Oggi pratichiamo insieme una sequenza pilates che lavora sugli addominali, rassodando la pancia e snellendo il giro vita. Non solo, gli esercizi che compongono la sequenza aiutano anche a migliorare la postura e aumentare la flessibilità, tonificano il corpo e lo rimodellano.
Sei sulla schiena, solleva le gambe piegate in modo da formare un angolo di 90° con le ginocchia. Solleva la testa in modo da guardare l'ombelico. Piega il ginocchio destro avvicinandolo al petto e allo stesso tempo allunga la gamba sinistra in avanti. Le mani sono appoggiate sul ginocchio destro. Scambia le gambe. Prosegui così per 8 volte.
E ora introduciamo una difficoltà. Porta entrambe le mani intrecciate dietro la nuca mentre esegui questo stesso esercizio, in modo da far lavorare maggiormente gli addominali. Esegui per 8 volte.

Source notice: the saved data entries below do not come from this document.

//! Shared helpers for tests: an in-memory expense store and HTML parsing.

use std::sync::{Arc, Mutex};

use async_trait::async_trait;
use axum::response::Response;
use scraper::Html;
use time::Date;

use crate::{
    Error,
    expense::{Expense, ExpenseDraft, ExpenseId},
    stores::ExpenseStore,
};

/// Build an expense record for tests.
pub(crate) fn expense(id: &str, description: &str, amount: f64, date: Date) -> Expense {
    Expense {
        id: id.to_owned(),
        description: description.to_owned(),
        amount,
        date,
    }
}

#[derive(Debug, Default)]
struct FakeStoreInner {
    expenses: Vec<Expense>,
    next_id: u64,
    write_count: usize,
    fail_with: Option<Error>,
}

/// An in-memory [ExpenseStore] so that handler tests do not need a live API.
///
/// Records are held in insertion order, matching the API's oldest-first list
/// order. The store counts writes so that tests can assert that read-only
/// pages do not modify anything.
#[derive(Debug, Clone, Default)]
pub(crate) struct FakeExpenseStore {
    inner: Arc<Mutex<FakeStoreInner>>,
}

impl FakeExpenseStore {
    /// A store holding `expenses`, oldest first.
    pub(crate) fn with_expenses(expenses: Vec<Expense>) -> Self {
        let next_id = expenses.len() as u64 + 1;

        Self {
            inner: Arc::new(Mutex::new(FakeStoreInner {
                expenses,
                next_id,
                ..Default::default()
            })),
        }
    }

    /// A store where every operation fails with `error`.
    pub(crate) fn failing(error: Error) -> Self {
        Self {
            inner: Arc::new(Mutex::new(FakeStoreInner {
                fail_with: Some(error),
                ..Default::default()
            })),
        }
    }

    /// The number of create, update and delete calls made so far.
    pub(crate) fn write_count(&self) -> usize {
        self.lock().write_count
    }

    /// A snapshot of the stored expenses, oldest first.
    pub(crate) fn expenses(&self) -> Vec<Expense> {
        self.lock().expenses.clone()
    }

    fn lock(&self) -> std::sync::MutexGuard<'_, FakeStoreInner> {
        self.inner.lock().expect("Could not lock fake store")
    }

    fn check_failure(&self) -> Result<(), Error> {
        match &self.lock().fail_with {
            Some(error) => Err(error.clone()),
            None => Ok(()),
        }
    }
}

#[async_trait]
impl ExpenseStore for FakeExpenseStore {
    async fn list(&self) -> Result<Vec<Expense>, Error> {
        self.check_failure()?;

        Ok(self.expenses())
    }

    async fn get(&self, id: &ExpenseId) -> Result<Expense, Error> {
        self.check_failure()?;

        self.lock()
            .expenses
            .iter()
            .find(|expense| &expense.id == id)
            .cloned()
            .ok_or(Error::NotFound)
    }

    async fn create(&self, draft: ExpenseDraft) -> Result<Expense, Error> {
        self.check_failure()?;

        let mut inner = self.lock();
        let expense = Expense {
            id: inner.next_id.to_string(),
            description: draft.description,
            amount: draft.amount,
            date: draft.date,
        };
        inner.next_id += 1;
        inner.write_count += 1;
        inner.expenses.push(expense.clone());

        Ok(expense)
    }

    async fn update(&self, id: &ExpenseId, draft: ExpenseDraft) -> Result<Expense, Error> {
        self.check_failure()?;

        let mut inner = self.lock();
        let expense = inner
            .expenses
            .iter_mut()
            .find(|expense| &expense.id == id)
            .ok_or(Error::NotFound)?;

        expense.description = draft.description;
        expense.amount = draft.amount;
        expense.date = draft.date;
        let updated = expense.clone();
        inner.write_count += 1;

        Ok(updated)
    }

    async fn delete(&self, id: &ExpenseId) -> Result<(), Error> {
        self.check_failure()?;

        let mut inner = self.lock();
        let index = inner
            .expenses
            .iter()
            .position(|expense| &expense.id == id)
            .ok_or(Error::NotFound)?;

        inner.expenses.remove(index);
        inner.write_count += 1;

        Ok(())
    }
}

/// Parse a handler's response body as an HTML document.
pub(crate) async fn parse_html(response: Response) -> Html {
    let body = response.into_body();
    let body = axum::body::to_bytes(body, usize::MAX)
        .await
        .expect("Could not get response body");
    let text = String::from_utf8_lossy(&body).to_string();

    let html = Html::parse_document(&text);
    assert_valid_html(&html);

    html
}

#[track_caller]
pub(crate) fn assert_valid_html(html: &Html) {
    assert!(
        html.errors.is_empty(),
        "Got HTML parsing errors: {:?}",
        html.errors
    );
}
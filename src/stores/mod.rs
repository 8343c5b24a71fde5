//! Data access for expense records.
//!
//! The dashboard reads and writes expenses through the [ExpenseStore] trait
//! so that route handlers do not need to know whether records come from the
//! live REST API or an in-memory double in tests.

mod rest;

use async_trait::async_trait;

use crate::{
    Error,
    expense::{Expense, ExpenseDraft, ExpenseId},
};

pub use rest::{ApiConfig, RestExpenseStore};

/// The five operations the remote expense API supports.
///
/// Each call issues exactly one request; failures are surfaced verbatim to
/// the caller with no retries.
#[async_trait]
pub trait ExpenseStore {
    /// Fetch every expense record.
    async fn list(&self) -> Result<Vec<Expense>, Error>;

    /// Fetch a single expense by its ID.
    async fn get(&self, id: &ExpenseId) -> Result<Expense, Error>;

    /// Create a new expense from a draft and return the stored record.
    async fn create(&self, draft: ExpenseDraft) -> Result<Expense, Error>;

    /// Replace the description, amount, and date of an existing expense.
    async fn update(&self, id: &ExpenseId, draft: ExpenseDraft) -> Result<Expense, Error>;

    /// Delete an expense by its ID.
    async fn delete(&self, id: &ExpenseId) -> Result<(), Error>;
}
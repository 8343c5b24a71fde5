//! Defines the route handler for deleting an expense.

use axum::{
    extract::{FromRef, Path, State},
    response::Redirect,
};

use crate::{AppState, Error, endpoints, expense::ExpenseId, stores::ExpenseStore};

/// The state needed to delete an expense.
#[derive(Debug, Clone)]
pub struct DeleteExpenseState<S>
where
    S: ExpenseStore + Clone + Send + Sync,
{
    /// The store that writes expenses through the remote API.
    pub expense_store: S,
}

impl<S> FromRef<AppState<S>> for DeleteExpenseState<S>
where
    S: ExpenseStore + Clone + Send + Sync,
{
    fn from_ref(state: &AppState<S>) -> Self {
        Self {
            expense_store: state.expense_store.clone(),
        }
    }
}

/// Delete an expense and redirect to the dashboard.
pub async fn delete_expense<S>(
    State(state): State<DeleteExpenseState<S>>,
    Path(expense_id): Path<ExpenseId>,
) -> Result<Redirect, Error>
where
    S: ExpenseStore + Clone + Send + Sync,
{
    state.expense_store.delete(&expense_id).await?;

    tracing::info!("deleted expense {expense_id}");

    Ok(Redirect::to(endpoints::EXPENSES_VIEW))
}
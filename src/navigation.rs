//! This file defines the templates and a convenience function for creating the navigation bar.

use maud::{Markup, html};

use crate::endpoints;

/// Template for a link in the navigation bar.
///
/// It will change appearance if `is_current` is set to
/// `true`. Only one link should be set as active at any one time.
#[derive(Clone)]
struct Link<'a> {
    url: &'a str,
    title: &'a str,
    is_current: bool,
}

impl Link<'_> {
    fn into_html(self) -> Markup {
        let style = if self.is_current {
            "block py-2 px-3 text-white bg-blue-700 rounded-sm lg:bg-transparent
        lg:text-blue-700 lg:p-0 dark:text-white lg:dark:text-blue-500"
        } else {
            "block py-2 px-3 text-gray-900 rounded-sm hover:bg-gray-100
        lg:hover:bg-transparent lg:border-0 lg:hover:text-blue-700 lg:p-0
        dark:text-white lg:dark:hover:text-blue-500 dark:hover:bg-gray-700
        dark:hover:text-white lg:dark:hover:bg-transparent"
        };

        html!(
            a
                href=(self.url)
                class=(style)
                aria-current=[self.is_current.then_some("page")]
            {
                (self.title)
            }
        )
    }
}

pub struct NavBar<'a> {
    links: Vec<Link<'a>>,
}

impl NavBar<'_> {
    /// Get the navigation bar.
    ///
    /// If a link matches `active_endpoint`, then that link will be
    /// marked as active and displayed differently in the HTML.
    pub fn new(active_endpoint: &str) -> NavBar<'_> {
        let links = vec![
            Link {
                url: endpoints::EXPENSES_VIEW,
                title: "Dashboard",
                is_current: active_endpoint == endpoints::EXPENSES_VIEW,
            },
            Link {
                url: endpoints::NEW_EXPENSE_VIEW,
                title: "New Expense",
                is_current: active_endpoint == endpoints::NEW_EXPENSE_VIEW,
            },
        ];

        NavBar { links }
    }

    pub fn into_html(self) -> Markup {
        html!(
            nav class="bg-white border-gray-200 dark:bg-gray-900"
            {
                div
                    class="max-w-screen-xl flex flex-wrap items-center justify-between mx-auto p-4"
                {
                    a
                        href="/"
                        class="flex items-center space-x-3 rtl:space-x-reverse"
                    {
                        span
                            class="self-center text-2xl font-semibold whitespace-nowrap dark:text-white"
                        {
                            "Outlay"
                        }
                    }

                    div class="w-full lg:block lg:w-auto"
                    {
                        ul
                            class="font-medium flex flex-col p-4 lg:p-0 mt-4
                            border border-gray-100 rounded bg-gray-50
                            lg:flex-row lg:space-x-8 rtl:space-x-reverse lg:mt-0
                            lg:border-0 lg:bg-white dark:bg-gray-800
                            lg:dark:bg-gray-900 dark:border-gray-700"
                        {
                            @for link in self.links.into_iter() {
                                li { (link.into_html()) }
                            }
                        }
                    }
                }
            }
        )
    }
}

Inseriamo ora una rotazione. Piega il ginocchio destro verso il petto mentre la gamba sinistra si allunga in avanti. Contemporaneamente ruota il busto in modo che il gomito sinistro si avvicini al ginocchio destro. Poi riporta il busto al centro, mantenendo entrambe le gambe piegate e formando un angolo di 90° con le ginocchia. Piega quindi il ginocchio sinistro avvicinandolo al petto, allunga la gamba destra in avanti e ruota il busto verso sinistra in modo da avvicinare il gomito destro al ginocchio sinistro. Prosegui in questo modo. Dopo qualche ciclo puoi aumentare la velocità senza passare dalla posizione centrale.
Riporta le gambe a terra. Pratichiamo ora l'esercizio pilates più famoso, hundred. Solleva le gambe fino a formare un angolo di 45° con il pavimento. Solleva la testa guardando l'ombelico. Le braccia sono distese davanti a te. Inspira e, mentre inspiri, esegui 5 oscillazioni in su e in giù delle braccia. Espira e, durante l'espirazione, esegui altre 5 oscillazioni delle braccia. Prosegui in questo modo, ripetendo questo ciclo per dieci volte in modo da eseguire 100 movimenti con le braccia, hundred appunto.